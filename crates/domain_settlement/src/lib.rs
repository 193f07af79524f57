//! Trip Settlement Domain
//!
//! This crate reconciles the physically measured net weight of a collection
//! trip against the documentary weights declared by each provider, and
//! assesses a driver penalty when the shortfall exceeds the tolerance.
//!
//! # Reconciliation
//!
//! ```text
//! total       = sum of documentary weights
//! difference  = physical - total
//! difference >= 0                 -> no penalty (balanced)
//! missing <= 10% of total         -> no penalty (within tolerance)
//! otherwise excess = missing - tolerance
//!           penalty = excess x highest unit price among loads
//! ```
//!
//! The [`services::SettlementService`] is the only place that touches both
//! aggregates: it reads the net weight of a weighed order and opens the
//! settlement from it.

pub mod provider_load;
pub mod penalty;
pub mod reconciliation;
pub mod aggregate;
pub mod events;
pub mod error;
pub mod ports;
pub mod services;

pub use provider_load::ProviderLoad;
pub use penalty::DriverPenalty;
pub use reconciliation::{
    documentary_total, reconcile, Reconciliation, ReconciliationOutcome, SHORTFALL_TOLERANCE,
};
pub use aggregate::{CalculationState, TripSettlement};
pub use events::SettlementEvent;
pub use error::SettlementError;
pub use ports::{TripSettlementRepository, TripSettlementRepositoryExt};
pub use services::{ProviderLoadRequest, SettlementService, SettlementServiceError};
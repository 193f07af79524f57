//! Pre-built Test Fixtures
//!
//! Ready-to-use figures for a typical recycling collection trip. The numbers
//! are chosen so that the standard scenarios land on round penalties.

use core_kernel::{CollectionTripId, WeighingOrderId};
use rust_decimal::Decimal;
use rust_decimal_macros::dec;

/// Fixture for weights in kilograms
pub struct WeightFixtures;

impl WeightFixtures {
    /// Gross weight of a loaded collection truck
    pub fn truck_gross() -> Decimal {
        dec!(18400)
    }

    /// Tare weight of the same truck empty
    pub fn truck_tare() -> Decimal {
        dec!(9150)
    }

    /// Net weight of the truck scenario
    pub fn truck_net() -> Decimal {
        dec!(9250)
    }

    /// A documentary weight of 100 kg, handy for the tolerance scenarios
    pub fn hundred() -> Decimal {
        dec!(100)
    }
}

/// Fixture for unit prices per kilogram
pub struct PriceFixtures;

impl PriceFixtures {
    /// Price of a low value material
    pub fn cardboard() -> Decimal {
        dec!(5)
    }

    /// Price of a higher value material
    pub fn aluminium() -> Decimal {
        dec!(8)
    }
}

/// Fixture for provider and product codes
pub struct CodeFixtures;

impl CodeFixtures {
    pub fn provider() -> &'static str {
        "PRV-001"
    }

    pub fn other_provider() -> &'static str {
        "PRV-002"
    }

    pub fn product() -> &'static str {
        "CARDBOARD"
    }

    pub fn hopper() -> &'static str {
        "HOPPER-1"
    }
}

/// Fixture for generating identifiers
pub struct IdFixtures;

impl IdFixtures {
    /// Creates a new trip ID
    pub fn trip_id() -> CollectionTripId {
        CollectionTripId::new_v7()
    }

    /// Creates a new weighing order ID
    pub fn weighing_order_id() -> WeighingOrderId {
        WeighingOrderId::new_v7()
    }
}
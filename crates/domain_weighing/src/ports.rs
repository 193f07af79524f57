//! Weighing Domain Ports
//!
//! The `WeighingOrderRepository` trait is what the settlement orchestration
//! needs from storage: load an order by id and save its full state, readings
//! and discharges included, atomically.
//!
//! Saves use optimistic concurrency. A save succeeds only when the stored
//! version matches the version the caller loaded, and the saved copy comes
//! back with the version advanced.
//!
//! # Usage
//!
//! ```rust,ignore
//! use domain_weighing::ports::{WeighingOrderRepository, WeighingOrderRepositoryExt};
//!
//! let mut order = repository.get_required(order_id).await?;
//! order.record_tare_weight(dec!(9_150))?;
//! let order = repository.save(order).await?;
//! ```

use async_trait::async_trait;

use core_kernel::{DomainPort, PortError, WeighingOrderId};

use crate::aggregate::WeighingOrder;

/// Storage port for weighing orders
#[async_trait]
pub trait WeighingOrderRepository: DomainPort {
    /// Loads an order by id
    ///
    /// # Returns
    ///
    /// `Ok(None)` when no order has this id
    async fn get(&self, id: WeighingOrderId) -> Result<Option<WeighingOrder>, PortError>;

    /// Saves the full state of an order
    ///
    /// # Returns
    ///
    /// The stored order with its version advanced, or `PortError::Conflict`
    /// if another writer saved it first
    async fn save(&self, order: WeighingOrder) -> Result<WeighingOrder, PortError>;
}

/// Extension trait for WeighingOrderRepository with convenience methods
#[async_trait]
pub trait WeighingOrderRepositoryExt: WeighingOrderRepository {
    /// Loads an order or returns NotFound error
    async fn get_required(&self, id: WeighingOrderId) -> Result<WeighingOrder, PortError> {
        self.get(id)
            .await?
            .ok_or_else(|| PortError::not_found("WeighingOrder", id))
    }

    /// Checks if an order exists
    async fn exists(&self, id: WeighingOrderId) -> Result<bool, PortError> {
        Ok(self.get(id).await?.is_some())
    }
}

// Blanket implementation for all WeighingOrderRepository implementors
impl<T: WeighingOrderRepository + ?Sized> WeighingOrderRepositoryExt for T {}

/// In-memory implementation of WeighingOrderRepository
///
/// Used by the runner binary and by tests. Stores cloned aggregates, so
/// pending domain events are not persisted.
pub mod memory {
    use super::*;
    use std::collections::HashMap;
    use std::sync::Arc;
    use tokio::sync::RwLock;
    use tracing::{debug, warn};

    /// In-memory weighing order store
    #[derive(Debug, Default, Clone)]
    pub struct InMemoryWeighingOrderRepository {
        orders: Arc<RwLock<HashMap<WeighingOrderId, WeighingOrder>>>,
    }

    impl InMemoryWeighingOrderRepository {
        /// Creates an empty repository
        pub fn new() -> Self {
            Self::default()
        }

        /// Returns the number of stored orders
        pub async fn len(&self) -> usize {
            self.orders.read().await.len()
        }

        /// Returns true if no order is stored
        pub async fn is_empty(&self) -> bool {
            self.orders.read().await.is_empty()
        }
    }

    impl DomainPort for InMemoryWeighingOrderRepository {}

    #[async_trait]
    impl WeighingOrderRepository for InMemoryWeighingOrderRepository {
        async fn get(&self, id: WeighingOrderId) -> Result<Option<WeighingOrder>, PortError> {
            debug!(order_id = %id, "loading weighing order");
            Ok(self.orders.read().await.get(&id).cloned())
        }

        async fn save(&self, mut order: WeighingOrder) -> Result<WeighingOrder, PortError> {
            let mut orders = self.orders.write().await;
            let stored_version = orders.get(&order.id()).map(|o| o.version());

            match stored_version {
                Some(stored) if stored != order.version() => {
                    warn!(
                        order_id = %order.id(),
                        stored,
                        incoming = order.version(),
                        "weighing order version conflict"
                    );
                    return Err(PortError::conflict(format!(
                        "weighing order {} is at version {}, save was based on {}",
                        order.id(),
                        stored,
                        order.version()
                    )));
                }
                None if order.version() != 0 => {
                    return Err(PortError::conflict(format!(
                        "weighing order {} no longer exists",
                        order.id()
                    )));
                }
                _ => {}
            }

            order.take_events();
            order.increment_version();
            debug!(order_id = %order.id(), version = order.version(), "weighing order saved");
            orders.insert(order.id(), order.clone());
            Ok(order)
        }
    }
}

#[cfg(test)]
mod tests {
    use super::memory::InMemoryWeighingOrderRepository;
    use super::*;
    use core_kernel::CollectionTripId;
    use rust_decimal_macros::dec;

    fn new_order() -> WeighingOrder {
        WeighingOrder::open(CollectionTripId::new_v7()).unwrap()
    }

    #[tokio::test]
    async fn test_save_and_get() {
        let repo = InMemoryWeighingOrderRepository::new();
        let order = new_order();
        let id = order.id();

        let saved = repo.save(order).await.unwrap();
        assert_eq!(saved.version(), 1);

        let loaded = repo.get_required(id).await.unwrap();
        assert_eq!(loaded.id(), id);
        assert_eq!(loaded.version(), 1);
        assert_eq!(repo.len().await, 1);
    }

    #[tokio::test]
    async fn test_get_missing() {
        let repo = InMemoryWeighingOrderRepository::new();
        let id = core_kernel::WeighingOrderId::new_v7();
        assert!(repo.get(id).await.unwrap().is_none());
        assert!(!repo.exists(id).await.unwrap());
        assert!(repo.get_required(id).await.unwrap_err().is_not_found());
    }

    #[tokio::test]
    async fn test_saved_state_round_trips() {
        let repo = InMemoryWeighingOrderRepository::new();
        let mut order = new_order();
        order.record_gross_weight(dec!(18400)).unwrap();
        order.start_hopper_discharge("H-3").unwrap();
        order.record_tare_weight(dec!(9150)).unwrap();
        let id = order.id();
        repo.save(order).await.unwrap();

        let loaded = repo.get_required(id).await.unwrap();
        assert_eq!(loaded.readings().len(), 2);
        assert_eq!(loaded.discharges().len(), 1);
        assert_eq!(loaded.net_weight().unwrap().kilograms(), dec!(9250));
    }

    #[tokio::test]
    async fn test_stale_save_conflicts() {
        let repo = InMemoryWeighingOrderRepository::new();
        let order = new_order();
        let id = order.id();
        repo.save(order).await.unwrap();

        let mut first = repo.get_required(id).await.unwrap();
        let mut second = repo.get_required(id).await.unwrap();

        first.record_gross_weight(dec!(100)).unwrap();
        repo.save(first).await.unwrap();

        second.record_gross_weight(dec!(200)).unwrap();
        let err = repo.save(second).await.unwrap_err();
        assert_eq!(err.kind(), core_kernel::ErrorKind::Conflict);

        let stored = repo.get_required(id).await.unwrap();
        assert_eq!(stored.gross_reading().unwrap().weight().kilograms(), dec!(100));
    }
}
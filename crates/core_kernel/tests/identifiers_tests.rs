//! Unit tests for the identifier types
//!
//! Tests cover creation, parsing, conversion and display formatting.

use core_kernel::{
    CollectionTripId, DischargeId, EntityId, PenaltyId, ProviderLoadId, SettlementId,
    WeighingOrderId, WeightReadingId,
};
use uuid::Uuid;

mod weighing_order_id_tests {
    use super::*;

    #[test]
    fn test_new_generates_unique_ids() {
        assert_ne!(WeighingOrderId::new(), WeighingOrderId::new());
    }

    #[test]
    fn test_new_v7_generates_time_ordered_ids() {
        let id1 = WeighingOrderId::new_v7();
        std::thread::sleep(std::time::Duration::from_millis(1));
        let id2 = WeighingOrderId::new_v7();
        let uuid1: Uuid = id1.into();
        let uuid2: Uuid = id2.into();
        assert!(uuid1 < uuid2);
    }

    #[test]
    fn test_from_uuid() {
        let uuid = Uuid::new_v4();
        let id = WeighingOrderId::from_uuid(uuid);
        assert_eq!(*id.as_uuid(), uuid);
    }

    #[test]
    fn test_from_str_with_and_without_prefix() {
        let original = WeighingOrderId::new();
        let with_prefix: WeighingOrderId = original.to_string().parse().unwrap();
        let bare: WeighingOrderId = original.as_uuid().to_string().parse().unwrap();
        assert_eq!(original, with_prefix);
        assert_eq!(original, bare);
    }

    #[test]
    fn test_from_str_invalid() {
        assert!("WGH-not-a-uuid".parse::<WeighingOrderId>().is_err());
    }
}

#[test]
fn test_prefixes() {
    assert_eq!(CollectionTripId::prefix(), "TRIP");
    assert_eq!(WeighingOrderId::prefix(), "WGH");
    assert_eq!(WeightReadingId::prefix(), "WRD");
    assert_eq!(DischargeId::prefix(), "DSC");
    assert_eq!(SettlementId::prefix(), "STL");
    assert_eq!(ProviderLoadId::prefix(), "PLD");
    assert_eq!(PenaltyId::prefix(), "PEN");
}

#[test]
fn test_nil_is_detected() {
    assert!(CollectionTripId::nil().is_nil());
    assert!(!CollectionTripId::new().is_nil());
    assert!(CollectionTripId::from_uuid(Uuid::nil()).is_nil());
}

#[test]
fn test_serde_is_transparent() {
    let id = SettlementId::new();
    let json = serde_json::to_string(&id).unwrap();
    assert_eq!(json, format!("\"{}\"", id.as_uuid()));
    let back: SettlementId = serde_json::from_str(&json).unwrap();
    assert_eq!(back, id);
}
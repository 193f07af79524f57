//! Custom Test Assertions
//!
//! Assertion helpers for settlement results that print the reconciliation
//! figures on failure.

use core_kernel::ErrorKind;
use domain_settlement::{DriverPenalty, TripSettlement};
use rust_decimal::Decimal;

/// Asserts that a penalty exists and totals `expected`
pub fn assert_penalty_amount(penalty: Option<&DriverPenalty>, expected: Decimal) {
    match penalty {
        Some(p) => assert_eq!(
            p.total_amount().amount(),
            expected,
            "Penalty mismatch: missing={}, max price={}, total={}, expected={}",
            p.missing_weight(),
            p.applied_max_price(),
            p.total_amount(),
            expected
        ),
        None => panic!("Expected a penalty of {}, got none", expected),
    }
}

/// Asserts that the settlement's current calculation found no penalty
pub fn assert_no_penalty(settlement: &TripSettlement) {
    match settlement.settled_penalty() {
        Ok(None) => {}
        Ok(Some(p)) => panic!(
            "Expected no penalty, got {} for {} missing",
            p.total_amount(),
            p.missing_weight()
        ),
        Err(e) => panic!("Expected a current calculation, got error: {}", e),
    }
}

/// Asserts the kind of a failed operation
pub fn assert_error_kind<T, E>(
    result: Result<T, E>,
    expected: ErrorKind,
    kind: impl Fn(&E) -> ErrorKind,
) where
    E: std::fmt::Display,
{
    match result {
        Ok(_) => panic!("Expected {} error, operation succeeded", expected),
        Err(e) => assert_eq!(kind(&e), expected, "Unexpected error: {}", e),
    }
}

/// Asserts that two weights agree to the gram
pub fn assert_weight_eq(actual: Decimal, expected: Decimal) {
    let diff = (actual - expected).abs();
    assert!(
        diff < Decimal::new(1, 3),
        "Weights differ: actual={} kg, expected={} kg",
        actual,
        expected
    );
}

⁂

• _Task directions_
Look through the listing above and copy each line where the string "RwLock" occurs.

• _Result for this exercise_
    use tokio::sync::RwLock;
        orders: Arc<RwLock<HashMap<WeighingOrderId, WeighingOrder>>>,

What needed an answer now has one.